Editors: Maha Bali, Catherine Cronin, Laura Czerniewicz, Robin DeRosa, and Rajiv Jhangiani
Contributors: Taskeen Adam, Nicole Allen, Tel Amiel, Tutaleni Asino, Javiera Atenas, Maha Bali, Naomi Barnes, Chris Bourg, Siko Bouterse, Autumm Caines, Lorna M. Campbell, Karen Cangialosi, Amy Collier, Catherine Cronin, Laura Czerniewicz, Robin DeRosa, Simon Ensor, Christian Friedrich, Chris Gilliard, Sarah Hare, Christina Hendricks, Cheryl Hodgkinson-Williams, Rajiv Jhangiani, Rachel Jurinich Mattson, Suzan Koseoglu, Caroline Kuhn H., Jim Luke, Jaime Marsh, Billy Meinke-Lau, Jess Mitchell, Matthew Moore, Tannis Morgan, Judith Pete, Paul Prinsloo, Tara Robertson, sava saheli singh, Sherri Spelic, Bonnie Stewart, Jesse Stommel, Samantha Streamer Veneruso, Adele Vrana, Sukaina Walji, and Audrey Watters
From the editors' introduction:
The open education movement has made significant progress since it was first explicitly articulated less than two decades ago. Its provenance is often dated back to the announcement of open courseware at a US university, MIT. Since then it has made great strides, especially in the realm of open textbooks, and these especially in the global north. Among its most inspiring developments has been a broadening and refocusing of the conversation to include open pedagogy and open educational practices (OEP), including approaches that extend beyond those that directly involve OER.

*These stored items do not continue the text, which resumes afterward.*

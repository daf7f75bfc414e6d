use std::env::VarError;

use thiserror::Error;

#[derive(Debug, Error)]
pub enum ConfigError {
    /// Represents an error related to environment variables.
    #[error("Environment variable error: {0}")]
    EnvVarError(#[from] VarError),

    /// A variable with no sensible default was not set.
    #[error("Missing environment variable \"{0}\"")]
    MissingVar(String),

    /// Represents an error related to parsing configuration data.
    #[error("Parse error: {0}")]
    ParseError(String),
}
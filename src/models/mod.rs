mod redirect;

pub use redirect::{
    AddRedirectForm, CheckRedirectForm, RedirectEntry, SiteInfo, StatsQuery, StatsSnapshot,
};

Open education is at a critical juncture now. It has moved on from its northern roots and is increasingly being challenged from its own periphery. At the same time, it finds itself marginalised and under threat in an educational sector infiltrated by corporate interests.
It is our contention that rather than bunkering down, becoming blinkered or even complacent, that the voices from the periphery should be amplified. We argue, like Mbembe (2015), for a more open critical pluriversalism – a task which he points out involves the radical re-founding of our ways of thinking and one which embraces via a horizontal strategy of openness a dialogue among different epistemic traditions.

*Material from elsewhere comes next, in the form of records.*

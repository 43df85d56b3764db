//! Scanner module for directory traversal and file discovery.
//!
//! The scanner is the producing side of the pipeline:
//! - [`walker`]: asynchronous directory traversal feeding the shared queue
//! - [`filters`]: pure predicates deciding which files enter the pipeline
//! - [`hasher`]: BLAKE3 content digests (streaming)

pub mod filters;
pub mod hasher;
pub mod walker;

use std::ffi::OsString;
use std::fs::Metadata;
use std::path::PathBuf;

// Re-export main types
pub use filters::{FilterChain, RecordFilter};
pub use hasher::{FileDigest, Hasher};
pub use walker::{WalkStats, Walker};

/// Immutable snapshot of one discovered filesystem entry.
///
/// Built once at discovery time from the entry's (non-following)
/// metadata, then moved through the pipeline by value and discarded
/// after classification.
#[derive(Debug, Clone)]
pub struct FileRecord {
    /// Base filename of the entry
    pub name: OsString,
    /// Size in bytes (0 for empty files)
    pub size: u64,
    /// Absolute path as discovered
    pub path: PathBuf,
    /// Canonical target path for symbolic links; `None` when the link is
    /// broken or the entry is not a link
    pub real_path: Option<PathBuf>,
    /// Whether this entry is a symbolic link. Hard links are
    /// indistinguishable from regular files and are not flagged here.
    pub is_link: bool,
}

impl FileRecord {
    /// Create a record from a visited path and its `symlink_metadata`.
    ///
    /// The path is absolutized lexically (no link resolution); for
    /// symbolic links the target is resolved eagerly so a broken link is
    /// already identifiable when the record reaches a classifier.
    #[must_use]
    pub fn from_entry(path: PathBuf, metadata: &Metadata) -> Self {
        let path = std::path::absolute(&path).unwrap_or(path);
        let name = path
            .file_name()
            .map_or_else(|| path.clone().into_os_string(), ToOwned::to_owned);
        let is_link = metadata.file_type().is_symlink();
        let real_path = if is_link {
            std::fs::canonicalize(&path).ok()
        } else {
            None
        };

        Self {
            name,
            size: metadata.len(),
            path,
            real_path,
            is_link,
        }
    }

    /// Whether the file has no content.
    #[must_use]
    pub fn is_empty(&self) -> bool {
        self.size == 0
    }
}

/// Errors that can occur while starting or running a traversal.
#[derive(thiserror::Error, Debug)]
pub enum WalkerError {
    /// The walker thread could not be spawned.
    #[error("Failed to spawn walker thread: {source}")]
    Spawn {
        /// The underlying I/O error
        #[source]
        source: std::io::Error,
    },
}

/// Errors that can occur during file hashing.
#[derive(thiserror::Error, Debug)]
pub enum HashError {
    /// The specified file was not found.
    #[error("File not found: {0}")]
    NotFound(PathBuf),

    /// Permission was denied when reading the file.
    #[error("Permission denied: {0}")]
    PermissionDenied(PathBuf),

    /// An I/O error occurred while reading the file.
    #[error("I/O error for {path}: {source}")]
    Io {
        /// Path where the error occurred
        path: PathBuf,
        /// The underlying I/O error
        #[source]
        source: std::io::Error,
    },
}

Open education agendas are not simply being “openwashed” as has been observed by many; our concern is that that they have become watered down. It is clear that questions about equity and social justice need to be reasserted at this time. It is also a moment to question power relations within broader open education networks. When MIT (and others) opened their courseware to the world, it was a one-to-many form of engagement, premised on offering their educational solutions to “others” who are viewed as recipients rather than equal partners in the endeavor.
Therefore, we are cautious about rhetoric concerning equity, diversity, and inclusion, asserting that these only have meaning when concomitant processes are genuinely embraced to avoid further marginalizing the marginalized.

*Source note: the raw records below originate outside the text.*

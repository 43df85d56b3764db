//! First-seen tables: the check-and-record core of duplicate detection.
//!
//! One table per category, each with its own lock, so concurrent inserts
//! into different categories never contend while inserts within one
//! category serialize. Which of two concurrently classified identical
//! files becomes "first" is decided by whoever wins the table lock —
//! the set of duplicates found does not depend on it.

use std::collections::hash_map::Entry;
use std::collections::HashMap;
use std::ffi::OsString;
use std::hash::Hash;
use std::path::{Path, PathBuf};
use std::sync::atomic::{AtomicUsize, Ordering};
use std::sync::{Mutex, MutexGuard, PoisonError};

use crate::scanner::FileDigest;

use super::classifier::Category;

/// Map from a category-specific key to the path first observed with it.
///
/// `check_and_record` is the single operation: an atomic insert-if-absent
/// that makes "first writer wins" hold under concurrent classification.
/// Entries are never removed or updated within a run.
#[derive(Debug)]
pub struct FirstSeenTable<K: Eq + Hash> {
    entries: Mutex<HashMap<K, PathBuf>>,
}

impl<K: Eq + Hash> FirstSeenTable<K> {
    /// Create an empty table.
    #[must_use]
    pub fn new() -> Self {
        Self {
            entries: Mutex::new(HashMap::new()),
        }
    }

    /// Atomically look up `key` and record `path` if the key is unseen.
    ///
    /// Returns `None` when `path` became the first occurrence, or the
    /// previously recorded path when the key was already present — in
    /// which case the table is left untouched.
    pub fn check_and_record(&self, key: K, path: &Path) -> Option<PathBuf> {
        match self.lock().entry(key) {
            Entry::Occupied(first) => Some(first.get().clone()),
            Entry::Vacant(slot) => {
                slot.insert(path.to_path_buf());
                None
            }
        }
    }

    /// First path recorded for `key`, if any.
    pub fn first_seen(&self, key: &K) -> Option<PathBuf> {
        self.lock().get(key).cloned()
    }

    /// Number of distinct keys recorded so far.
    pub fn len(&self) -> usize {
        self.lock().len()
    }

    /// Whether no key has been recorded yet.
    pub fn is_empty(&self) -> bool {
        self.lock().is_empty()
    }

    fn lock(&self) -> MutexGuard<'_, HashMap<K, PathBuf>> {
        // A poisoned lock only means another worker panicked mid-insert;
        // the map itself is still consistent
        self.entries.lock().unwrap_or_else(PoisonError::into_inner)
    }
}

impl<K: Eq + Hash> Default for FirstSeenTable<K> {
    fn default() -> Self {
        Self::new()
    }
}

/// Observational counters updated by workers as they classify.
///
/// Correctness of duplicate detection rests solely on the table locks;
/// these exist for the end-of-run summary.
#[derive(Debug, Default)]
pub struct RunCounters {
    /// Records classified, across all categories
    pub files_processed: AtomicUsize,
    /// Duplicates found among regular files
    pub duplicate_regular: AtomicUsize,
    /// Duplicates found among empty files
    pub duplicate_empty: AtomicUsize,
    /// Duplicates found among symbolic links
    pub duplicate_links: AtomicUsize,
    /// Broken symbolic links skipped
    pub broken_links: AtomicUsize,
    /// Records dropped because their key could not be computed
    pub process_errors: AtomicUsize,
}

impl RunCounters {
    pub(crate) fn record_processed(&self) {
        self.files_processed.fetch_add(1, Ordering::Relaxed);
    }

    pub(crate) fn record_duplicate(&self, category: Category) {
        let counter = match category {
            Category::Regular => &self.duplicate_regular,
            Category::Empty => &self.duplicate_empty,
            Category::Link => &self.duplicate_links,
        };
        counter.fetch_add(1, Ordering::Relaxed);
    }

    pub(crate) fn record_broken_link(&self) {
        self.broken_links.fetch_add(1, Ordering::Relaxed);
    }

    pub(crate) fn record_error(&self) {
        self.process_errors.fetch_add(1, Ordering::Relaxed);
    }

    /// Total duplicates found so far, across categories.
    pub fn duplicates_found(&self) -> usize {
        self.duplicate_regular.load(Ordering::Relaxed)
            + self.duplicate_empty.load(Ordering::Relaxed)
            + self.duplicate_links.load(Ordering::Relaxed)
    }
}

/// Process-wide shared state of one run: one first-seen table per
/// category plus the run counters.
///
/// Created at pipeline start, shared by `Arc` across all workers,
/// discarded at run end. The three tables have disjoint key spaces and
/// are never cross-checked.
#[derive(Debug, Default)]
pub struct SharedTables {
    /// Regular files, keyed by content digest
    pub regular: FirstSeenTable<FileDigest>,
    /// Empty files, keyed by base filename
    pub empty: FirstSeenTable<OsString>,
    /// Symbolic links, keyed by resolved target path
    pub links: FirstSeenTable<PathBuf>,
    /// Observational run counters
    pub counters: RunCounters,
}

impl SharedTables {
    /// Create the empty per-run state.
    #[must_use]
    pub fn new() -> Self {
        Self::default()
    }
}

In this book, voices from the margins are made central, voices that ask important questions, such as…
- Is the open education movement even a single movement? If so, what binds it together?
- What does it mean for something to be open? Who gets to decide what is “open” enough? Or for whom it is open?
- Can one use closed means to achieve open ends?
- Should some things never be open? If so, how are these things determined?
- How can one reconcile concerns about data privacy, particularly when concerning student data, against a desire to promote open scholarship and open pedagogy?
- How can one ensure that accessibility is not forgotten during conversations about access?
- How can one reconcile the rights and agency of authors against specific open licensing requirements attached to OER-related grants?
- What academic labor issues are currently obscured in the open education movement, and how can OER and OEP paradigms and initiatives resist the exploitation of academic labor?
- How can one ensure that the movement does not fall prey to blind techno-solutionism?
- Can a primary obligation to shareholders ever be reconciled with a duty to students?
These are important questions, critical in both senses of the word. However, they have rarely been articulated, debated, or welcomed into the foreground. Which brings us to this volume, which seeks to center these discussions, acknowledging and openly addressing the serious pitfalls of open education that can derail its great promise.